George Courtauld, sometimes referred to as George II Courtauld, spent four years in the United States of America with his father. The father, the elder George, had visited America in his youth and it had clearly created a deep impression upon him, as it was to America that he wished to return when he retired from the silk firm he had created, in 1816.
The elder George returned to America in 1818 and managed to persuade his younger son to join him two years later. The son would now spend some youthful years in America, before returning to England and settling down to the responsibilities of running a silk business, exactly as his father had done before him.
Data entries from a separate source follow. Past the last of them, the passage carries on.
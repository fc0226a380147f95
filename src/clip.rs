//! Connecting dangling edges to the bounding box and clipping them against it.

use crate::bounds::{BoundingBox, BoxSide};
use crate::edge::{Endpoint, SweepEdge};
use crate::geometry::{Point, EPSILON};

/// Gives an edge with an open end point a finite segment reaching the bounding box.
///
/// The open end (and the start, if also open) is placed where the perpendicular
/// bisector of the edge's two sites leaves the box, on the side its direction points
/// to. Returns `false` when the edge cannot reach the box, in which case it is left
/// untouched.
pub(crate) fn connect_edge(edge: &mut SweepEdge, bbox: &BoundingBox) -> bool {
    if !edge.vb.is_open() {
        return true;
    }
    let Some(r_site) = edge.right else {
        return false;
    };

    let mut va = edge.va.point();
    let (xl, xr, yt, yb) = (bbox.xl(), bbox.xr(), bbox.yt(), bbox.yb());
    let (lx, ly) = (edge.left.x, edge.left.y);
    let (rx, ry) = (r_site.x, r_site.y);
    let fx = (lx + rx) / 2.0;
    let fy = (ly + ry) / 2.0;

    // Slope and intercept of the bisector, unless it is vertical.
    let line = (ry != ly).then(|| {
        let fm = (lx - rx) / (ry - ly);
        (fm, fy - fm * fx)
    });

    // Relative to the left site the bisector points
    //   downward when left.x > right.x, upward otherwise,
    //   rightward when left.y < right.y, leftward otherwise.
    let vb = match line {
        None => {
            if fx < xl || fx >= xr {
                return false;
            }
            if lx > rx {
                match va {
                    None => va = Some(Point::new(fx, yt)),
                    Some(a) if a.y >= yb => return false,
                    Some(_) => {}
                }
                Point::new(fx, yb)
            } else {
                match va {
                    None => va = Some(Point::new(fx, yb)),
                    Some(a) if a.y < yt => return false,
                    Some(_) => {}
                }
                Point::new(fx, yt)
            }
        }
        // Closer to vertical than horizontal: connect to the top or bottom side.
        Some((fm, fb)) if !(-1.0..=1.0).contains(&fm) => {
            if lx > rx {
                match va {
                    None => va = Some(Point::new((yt - fb) / fm, yt)),
                    Some(a) if a.y >= yb => return false,
                    Some(_) => {}
                }
                Point::new((yb - fb) / fm, yb)
            } else {
                match va {
                    None => va = Some(Point::new((yb - fb) / fm, yb)),
                    Some(a) if a.y < yt => return false,
                    Some(_) => {}
                }
                Point::new((yt - fb) / fm, yt)
            }
        }
        // Closer to horizontal than vertical: connect to the left or right side.
        Some((fm, fb)) => {
            if ly < ry {
                match va {
                    None => va = Some(Point::new(xl, fm * xl + fb)),
                    Some(a) if a.x >= xr => return false,
                    Some(_) => {}
                }
                Point::new(xr, fm * xr + fb)
            } else {
                match va {
                    None => va = Some(Point::new(xr, fm * xr + fb)),
                    Some(a) if a.x < xl => return false,
                    Some(_) => {}
                }
                Point::new(xl, fm * xl + fb)
            }
        }
    };

    if let Some(va) = va {
        edge.va = Endpoint::Fixed(va);
    }
    edge.vb = Endpoint::Fixed(vb);
    true
}

/// Liang-Barsky clip of a complete edge against the bounding box.
///
/// Returns `false` if the segment lies wholly outside. Clipped ends get fresh points
/// placed exactly on the side that cut them; the unclipped vertex may be shared with
/// other edges.
pub(crate) fn clip_edge(edge: &mut SweepEdge, bbox: &BoundingBox) -> bool {
    let (Some(a), Some(b)) = (edge.va.point(), edge.vb.point()) else {
        return false;
    };
    let dx = b.x - a.x;
    let dy = b.y - a.y;
    let mut t0 = 0.0_f64;
    let mut t1 = 1.0_f64;
    let mut entry = None;
    let mut exit = None;

    // (p, q) per side: the segment is inside that side where p * t <= q.
    let sides = [
        (-dx, a.x - bbox.xl(), BoxSide::Left),
        (dx, bbox.xr() - a.x, BoxSide::Right),
        (-dy, a.y - bbox.yt(), BoxSide::Top),
        (dy, bbox.yb() - a.y, BoxSide::Bottom),
    ];
    for (p, q, side) in sides {
        if p == 0.0 {
            if q < 0.0 {
                return false;
            }
            continue;
        }
        let r = q / p;
        if p < 0.0 {
            // entering
            if r > t1 {
                return false;
            }
            if r > t0 {
                t0 = r;
                entry = Some(side);
            }
        } else {
            // leaving
            if r < t0 {
                return false;
            }
            if r < t1 {
                t1 = r;
                exit = Some(side);
            }
        }
    }

    if let Some(side) = entry {
        edge.va = Endpoint::Fixed(snap_to_side(Point::new(a.x + t0 * dx, a.y + t0 * dy), side, bbox));
    }
    if let Some(side) = exit {
        edge.vb = Endpoint::Fixed(snap_to_side(Point::new(a.x + t1 * dx, a.y + t1 * dy), side, bbox));
    }
    true
}

/// Moves a clipped point onto `side`. Far-away vertices leave rounding error in
/// `a + t * d` well above `EPSILON`, which the cell closer would not recognize.
fn snap_to_side(p: Point, side: BoxSide, bbox: &BoundingBox) -> Point {
    let x = p.x.clamp(bbox.xl(), bbox.xr());
    let y = p.y.clamp(bbox.yt(), bbox.yb());
    match side {
        BoxSide::Left => Point::new(bbox.xl(), y),
        BoxSide::Right => Point::new(bbox.xr(), y),
        BoxSide::Top => Point::new(x, bbox.yt()),
        BoxSide::Bottom => Point::new(x, bbox.yb()),
    }
}

/// Connects and clips every edge, discarding the ones that end up outside the box or
/// collapse to a point. Discarded edges keep their slot but lose both end points.
pub(crate) fn clip_edges(edges: &mut [SweepEdge], bbox: &BoundingBox) -> usize {
    let mut discarded = 0;
    for edge in edges.iter_mut().rev() {
        let keep = connect_edge(edge, bbox)
            && clip_edge(edge, bbox)
            && match (edge.va.point(), edge.vb.point()) {
                (Some(a), Some(b)) => (a.x - b.x).abs() >= EPSILON || (a.y - b.y).abs() >= EPSILON,
                _ => false,
            };
        if !keep {
            edge.discard();
            discarded += 1;
        }
    }
    discarded
}

#[cfg(test)]
mod tests {
    use super::*;
    use crate::geometry::Site;

    fn bbox() -> BoundingBox {
        BoundingBox::from_edges(0.0, 400.0, 0.0, 400.0)
    }

    fn site(id: usize, x: f64, y: f64) -> Site {
        Site { id, index: id, x, y }
    }

    #[test]
    fn test_connect_vertical_bisector() {
        let mut edge = SweepEdge::new(site(0, 100.0, 200.0), site(1, 300.0, 200.0));
        assert!(connect_edge(&mut edge, &bbox()));
        assert_eq!(edge.va, Endpoint::Fixed(Point::new(200.0, 400.0)));
        assert_eq!(edge.vb, Endpoint::Fixed(Point::new(200.0, 0.0)));
    }

    #[test]
    fn test_connect_vertical_outside() {
        let mut edge = SweepEdge::new(site(0, 500.0, 200.0), site(1, 700.0, 200.0));
        assert!(!connect_edge(&mut edge, &bbox()));
        assert!(edge.va.is_open());
    }

    #[test]
    fn test_connect_shallow_keeps_start() {
        // Sites stacked vertically: horizontal bisector y = 200.
        let mut edge = SweepEdge::new(site(0, 200.0, 100.0), site(1, 200.0, 300.0));
        edge.va = Endpoint::Fixed(Point::new(150.0, 200.0));
        assert!(connect_edge(&mut edge, &bbox()));
        assert_eq!(edge.va, Endpoint::Fixed(Point::new(150.0, 200.0)));
        assert_eq!(edge.vb, Endpoint::Fixed(Point::new(400.0, 200.0)));
    }

    #[test]
    fn test_connect_steep_bisector() {
        // Bisector of (100, 100) and (300, 150) has slope -4.
        let mut edge = SweepEdge::new(site(0, 100.0, 100.0), site(1, 300.0, 150.0));
        assert!(connect_edge(&mut edge, &bbox()));
        let (va, vb) = (edge.va.point().unwrap(), edge.vb.point().unwrap());
        assert_eq!(va.y, 400.0);
        assert_eq!(vb.y, 0.0);
        // both ends lie on the bisector
        for p in [va, vb] {
            let d0 = p.distance_sq(Point::new(100.0, 100.0));
            let d1 = p.distance_sq(Point::new(300.0, 150.0));
            assert!((d0 - d1).abs() < 1e-6);
        }
    }

    #[test]
    fn test_clip_edge_cuts_both_ends() {
        let mut edge = SweepEdge::new(site(0, 0.0, 0.0), site(1, 1.0, 1.0));
        edge.va = Endpoint::Fixed(Point::new(-100.0, 200.0));
        edge.vb = Endpoint::Fixed(Point::new(500.0, 200.0));
        assert!(clip_edge(&mut edge, &bbox()));
        assert!(edge.va.point().unwrap().approx_eq(Point::new(0.0, 200.0)));
        assert!(edge.vb.point().unwrap().approx_eq(Point::new(400.0, 200.0)));
    }

    #[test]
    fn test_clip_edge_rejects_outside() {
        let mut edge = SweepEdge::new(site(0, 0.0, 0.0), site(1, 1.0, 1.0));
        edge.va = Endpoint::Fixed(Point::new(500.0, -10.0));
        edge.vb = Endpoint::Fixed(Point::new(600.0, 50.0));
        assert!(!clip_edge(&mut edge, &bbox()));
    }

    #[test]
    fn test_clip_edge_from_far_vertices_lands_on_the_sides() {
        // Circumcenters of nearly collinear sites: huge coordinates on both ends.
        let mut edge = SweepEdge::new(site(0, 0.0, 0.0), site(1, 1.0, 1.0));
        edge.va = Endpoint::Fixed(Point::new(-3.7e9 - 0.3, -1.85e9 + 100.1));
        edge.vb = Endpoint::Fixed(Point::new(2.9e9 + 0.7, 1.45e9 + 99.9));
        assert!(clip_edge(&mut edge, &bbox()));

        let (va, vb) = (edge.va.point().unwrap(), edge.vb.point().unwrap());
        assert_eq!(va.x, 0.0);
        assert_eq!(vb.x, 400.0);
        for p in [va, vb] {
            assert!(bbox().contains(p), "{:?} outside the box", p);
        }
    }

    #[test]
    fn test_clip_edge_near_corner_stays_in_box() {
        let mut edge = SweepEdge::new(site(0, 0.0, 0.0), site(1, 1.0, 1.0));
        edge.va = Endpoint::Fixed(Point::new(-1e9, -1e9 + 1e-7));
        edge.vb = Endpoint::Fixed(Point::new(200.0, 200.0));
        assert!(clip_edge(&mut edge, &bbox()));

        let va = edge.va.point().unwrap();
        assert!(va.x == 0.0 || va.y == 0.0);
        assert!(bbox().contains(va), "{:?} outside the box", va);
        assert_eq!(edge.vb, Endpoint::Fixed(Point::new(200.0, 200.0)));
    }

    #[test]
    fn test_clip_edges_discards_points() {
        let mut point_like = SweepEdge::new(site(0, 0.0, 0.0), site(1, 1.0, 1.0));
        point_like.va = Endpoint::Fixed(Point::new(10.0, 10.0));
        point_like.vb = Endpoint::Fixed(Point::new(10.0, 10.0 + 1e-12));
        let mut inside = SweepEdge::new(site(0, 0.0, 0.0), site(1, 1.0, 1.0));
        inside.va = Endpoint::Fixed(Point::new(10.0, 10.0));
        inside.vb = Endpoint::Fixed(Point::new(20.0, 20.0));

        let mut edges = vec![point_like, inside];
        assert_eq!(clip_edges(&mut edges, &bbox()), 1);
        assert!(!edges[0].is_complete());
        assert!(edges[1].is_complete());
    }
}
George the younger stayed with his father in his final years, until the old man died in 1823. He returned to England the following year, once he had wound up his father's and his own affairs in the United States.

==Business==
In 1824 he joined his elder brother, Samuel Courtauld to work in the rapidly expanding silk and crepe manufactory. After a four-year apprenticeship in the business, he had earned his place on the board of management and in 1828, he took his place with his brother Samuel Courtauld and with Peter Taylor (1790-1850), the partner and cousin of his father the elder George, to become the junior partner in the newly restructured firm of Courtauld, Taylor and Courtauld. He continued to work for the family firm for the remainder of his life.

In the course of time, the kinsman Peter Taylor would retire and, in 1849, he was replaced by his own son who was also called Peter Taylor.